With a scathing indictment of the federal response to fires that have now burned nearly 80 square miles of northern New Mexico and more than 400 housing units, Interior Secretary Bruce Babbitt said Thursday that the government was wholly to blame and would do whatever possible to compensate victims.
"The calculations that went into this were seriously flawed," Babbitt said at a news conference in which federal officials described how a planned burn for a small section in Bandelier National Monument quickly raged out of control.
The fires overtook wide areas beyond that section, including the city of Los Alamos and the Los Alamos National Laboratory, a nuclear facility.

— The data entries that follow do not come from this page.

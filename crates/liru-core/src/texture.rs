//! Opaque texture identifiers and geometry.
//!
//! The core never creates or inspects GPU resources. A [`NativeHandle`] is a
//! numeric id owned by the caller's graphics context and only passed through
//! to the transport for the duration of one call.

use std::fmt;

use serde::{Deserialize, Serialize};

/// Non-null identifier of a caller-owned GPU texture.
#[derive(Debug, Clone, Copy, PartialEq, Eq, Hash)]
pub struct NativeHandle(u64);

impl NativeHandle {
    /// Returns `None` for the null sentinel (zero).
    pub fn new(raw: u64) -> Option<Self> {
        if raw == 0 {
            None
        } else {
            Some(Self(raw))
        }
    }

    pub fn raw(self) -> u64 {
        self.0
    }
}

impl fmt::Display for NativeHandle {
    fn fmt(&self, f: &mut fmt::Formatter<'_>) -> fmt::Result {
        write!(f, "#{}", self.0)
    }
}

/// Pixel layout tag forwarded verbatim to the transport. No conversion happens here.
#[derive(Debug, Clone, Copy, PartialEq, Eq, Hash, Default, Serialize, Deserialize)]
#[serde(rename_all = "lowercase")]
pub enum TextureFormat {
    #[default]
    Rgba8,
    Bgra8,
    Rgba16f,
    Rgba32f,
}

impl TextureFormat {
    pub fn as_str(self) -> &'static str {
        match self {
            TextureFormat::Rgba8 => "rgba8",
            TextureFormat::Bgra8 => "bgra8",
            TextureFormat::Rgba16f => "rgba16f",
            TextureFormat::Rgba32f => "rgba32f",
        }
    }
}

/// Negotiated image size. Both dimensions are strictly positive.
#[derive(Debug, Clone, Copy, PartialEq, Eq, Hash, Serialize)]
pub struct FrameSize {
    pub width: u32,
    pub height: u32,
}

impl FrameSize {
    /// Returns `None` unless both dimensions are non-zero.
    pub fn new(width: u32, height: u32) -> Option<Self> {
        if width == 0 || height == 0 {
            None
        } else {
            Some(Self { width, height })
        }
    }
}

impl fmt::Display for FrameSize {
    fn fmt(&self, f: &mut fmt::Formatter<'_>) -> fmt::Result {
        write!(f, "{}x{}", self.width, self.height)
    }
}
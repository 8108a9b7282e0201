//! Top-level facade crate for liru.
//!
//! Re-exports core types and the session library so users can depend on a single crate.

pub mod core {
    pub use liru_core::*;
}

pub mod session {
    pub use liru_session::*;
}

pub use liru_core::{LiruError, Result};
pub use liru_session::{Receiver, Sender};
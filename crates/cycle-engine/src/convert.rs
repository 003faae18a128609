//! Literal ↔ instant conversion.
//!
//! Parsing resolves a pattern from the literal's length via the format
//! registry unless the caller names one explicitly, then interprets the
//! wall-clock fields in the system local zone. Formatting is the inverse.
//! Both go through a per-thread cache of compiled strftime items, so the
//! cost of building a formatter is paid once per (thread, pattern) and the
//! cached state is never visible to another thread.
//!
//! Blank input is "no value", not an error: [`parse`] returns `Ok(None)` and
//! [`reformat`] echoes the input. A literal that does not match its pattern
//! fails with [`TemporalError::MalformedLiteral`].

use std::cell::RefCell;
use std::collections::HashMap;

use chrono::format::{parse as parse_items, Item, Parsed, StrftimeItems};
use chrono::{DateTime, Local, TimeZone};

use crate::error::{Result, TemporalError};
use crate::instant::Instant;
use crate::registry::{FormatPattern, Fraction};

thread_local! {
    // One compiled item list per pattern, owned by this thread for its
    // lifetime. The pattern set is finite, so the map never needs eviction.
    static FORMAT_ITEMS: RefCell<HashMap<FormatPattern, Vec<Item<'static>>>> =
        RefCell::new(HashMap::new());
}

fn with_items<R>(pattern: FormatPattern, f: impl FnOnce(&[Item<'static>]) -> R) -> R {
    FORMAT_ITEMS.with(|cache| {
        let mut cache = cache.borrow_mut();
        let items = cache
            .entry(pattern)
            .or_insert_with(|| StrftimeItems::new(pattern.strftime()).collect());
        f(items.as_slice())
    })
}

/// Blank predicate at the boundary of the general string helpers: empty or
/// whitespace-only.
fn is_blank(text: &str) -> bool {
    text.trim().is_empty()
}

/// Parse a literal into an [`Instant`], inferring the pattern from the
/// literal's length.
///
/// # Errors
///
/// Returns [`TemporalError::AmbiguousLength`] if the length has no registered
/// pattern, or [`TemporalError::MalformedLiteral`] if the text does not match
/// the inferred pattern. Blank input is `Ok(None)`.
pub fn parse(text: &str) -> Result<Option<Instant>> {
    if is_blank(text) {
        return Ok(None);
    }
    let pattern = FormatPattern::infer(text.len())?;
    parse_literal(text, pattern).map(Some)
}

/// Parse a literal against an explicit pattern, bypassing length inference.
pub fn parse_with(text: &str, pattern: FormatPattern) -> Result<Option<Instant>> {
    if is_blank(text) {
        return Ok(None);
    }
    parse_literal(text, pattern).map(Some)
}

/// Parse a literal that must carry a value.
pub(crate) fn parse_required(text: &str) -> Result<Instant> {
    parse(text)?.ok_or(TemporalError::BlankLiteral)
}

fn parse_literal(text: &str, pattern: FormatPattern) -> Result<Instant> {
    let malformed = || TemporalError::MalformedLiteral {
        text: text.to_string(),
        pattern: pattern.to_string(),
    };

    let (base, extra_millis) = split_fraction(text, pattern).ok_or_else(malformed)?;

    let mut parsed = Parsed::new();
    with_items(pattern, |items| parse_items(&mut parsed, base, items.iter()))
        .map_err(|_| malformed())?;

    // Fields the pattern does not carry default to the start of their unit.
    if !pattern.has_month() {
        parsed.set_month(1).map_err(|_| malformed())?;
    }
    if !pattern.has_day() {
        parsed.set_day(1).map_err(|_| malformed())?;
    }
    if !pattern.has_hour() {
        parsed.set_hour(0).map_err(|_| malformed())?;
    }
    if !pattern.has_minute() {
        parsed.set_minute(0).map_err(|_| malformed())?;
    }
    if !pattern.has_second() {
        parsed.set_second(0).map_err(|_| malformed())?;
    }

    let naive = parsed
        .to_naive_datetime_with_offset(0)
        .map_err(|_| malformed())?;
    let local = Local
        .from_local_datetime(&naive)
        .earliest()
        .ok_or_else(|| TemporalError::OutOfRange(format!("nonexistent local time '{naive}'")))?;
    Ok(Instant::from_millis(local.timestamp_millis() + extra_millis))
}

/// Split the millisecond digits off a fractional pattern's literal. The
/// digits are a millisecond value (`SimpleDateFormat` `S` semantics), not a
/// decimal fraction: `"...:01.5"` is one second and five milliseconds.
fn split_fraction(text: &str, pattern: FormatPattern) -> Option<(&str, i64)> {
    match pattern.fraction() {
        Fraction::None => Some((text, 0)),
        Fraction::Bare => {
            let base = text.get(..pattern.base_len())?;
            let millis = parse_millis(text.get(pattern.base_len()..)?)?;
            Some((base, millis))
        }
        Fraction::Dotted => {
            let base = text.get(..pattern.base_len())?;
            if text.as_bytes().get(pattern.base_len()) != Some(&b'.') {
                return None;
            }
            let millis = parse_millis(text.get(pattern.base_len() + 1..)?)?;
            Some((base, millis))
        }
    }
}

fn parse_millis(digits: &str) -> Option<i64> {
    if digits.is_empty() || !digits.bytes().all(|b| b.is_ascii_digit()) {
        return None;
    }
    digits.parse().ok()
}

/// Render an instant as a literal of the given pattern.
///
/// Deterministic for a given `(instant, pattern)` pair.
///
/// # Errors
///
/// Returns [`TemporalError::OutOfRange`] if the instant is outside chrono's
/// representable range.
pub fn format(instant: Instant, pattern: FormatPattern) -> Result<String> {
    let local = local_datetime(instant)?;
    let mut out = with_items(pattern, |items| {
        local
            .naive_local()
            .format_with_items(items.iter())
            .to_string()
    });
    match pattern.fraction() {
        Fraction::None => {}
        Fraction::Bare => out.push_str(&local.timestamp_subsec_millis().to_string()),
        Fraction::Dotted => {
            out.push('.');
            out.push_str(&local.timestamp_subsec_millis().to_string());
        }
    }
    Ok(out)
}

/// Re-express a literal in another pattern.
///
/// A literal whose length already equals the target pattern's length passes
/// through unchanged. This is a fast path that assumes a matching shape, not
/// a validator. Blank input is echoed back.
pub fn reformat(text: &str, pattern: FormatPattern) -> Result<String> {
    if is_blank(text) {
        return Ok(text.to_string());
    }
    if text.len() == pattern.literal_len() {
        return Ok(text.to_string());
    }
    let instant = parse_literal(text, FormatPattern::infer(text.len())?)?;
    format(instant, pattern)
}

/// Interpret an instant in the system local zone.
pub(crate) fn local_datetime(instant: Instant) -> Result<DateTime<Local>> {
    Local
        .timestamp_millis_opt(instant.millis())
        .earliest()
        .ok_or_else(|| TemporalError::OutOfRange(format!("instant {} ms", instant.millis())))
}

Babbitt compared the combination of poor planning and bad decisions by people in the national parks and forest services to "a cascading series of events, like a rock being dislodged down a hill, leading to a landslide."
Mistakes began with missing weather information and led to problems from a lack of firefighters, equipment and judgment about a situation that grew increasingly dangerous by the hour.
Babbitt's remarks were timed with the release of the results of a federal investigation into what happened beginning the evening of May 4, when park service personnel at Bandelier National Monument ignited what officials call a "prescribed fire," a means commonly used to remove dead and dried timber in an effort to reduce the possibility of a catastrophic fire.
Investigators found that almost every aspect of the plan for the prescribed fire was poorly conceived and carried out, beginning with the critical omission of wind predictions for several days into the burn. For some reason, the investigators found, that information was not passed along to officials responsible for authorizing the burn and for managing it.
Investigators also said the park official who was in charge of the burn, Mike Powell, lacked the proper experience to manage a fire if it raced out of control. Powell's boss, Roy Weaver, the superintendent of Bandelier National Monument, has been on administrative leave since the fires flared out of control. Powell is still working at the park.
"The technical and operational experience of the burn boss was not adequate," said Dick Bahr, a burn specialist with the park service from Boise, Idaho, and one of the investigators. "He had not seen a fire of this complexity and size."
As forceful as he was in ascribing blame, Babbitt was equally strident in saying the federal government would accept full blame for the wildfire, which was about 65 percent contained Thursday. He said Congress was developing emergency legislation that would compensate people who lost their homes and businesses. A similar measure in 1976 helped people affected by the collapse of the Teton Dam in Idaho to receive compensation within three months.
Babbitt also said the Clinton administration "is on the wavelength" to sign the pending legislation, once it passes the House and Senate, which he predicted was likely to happen soon.
In Washington, Sen. Pete Domenici, R-N.M., said he and others in the state's congressional delegation had met with administration officials, adding they were planning to work together "to establish some principles that we ought to incorporate in a law that will permit us to pay damages to the New Mexicans and other institutions that have been damaged by this fire."
But Domenici was also critical of what he called "this negligence" that led to the destruction, adding "the people of New Mexico and this country deserve to be very, very upset and to demand a much better performance and to insist that we find a way to recompense the people in that area."
So far, the Cerro Grande Fire, as it is now known, has claimed 405 housing units and closed many businesses, most of them in the Los Alamos area, which is about 45 miles from Santa Fe, the state capital. Early estimates put the aggregate loss at more than $1-billion.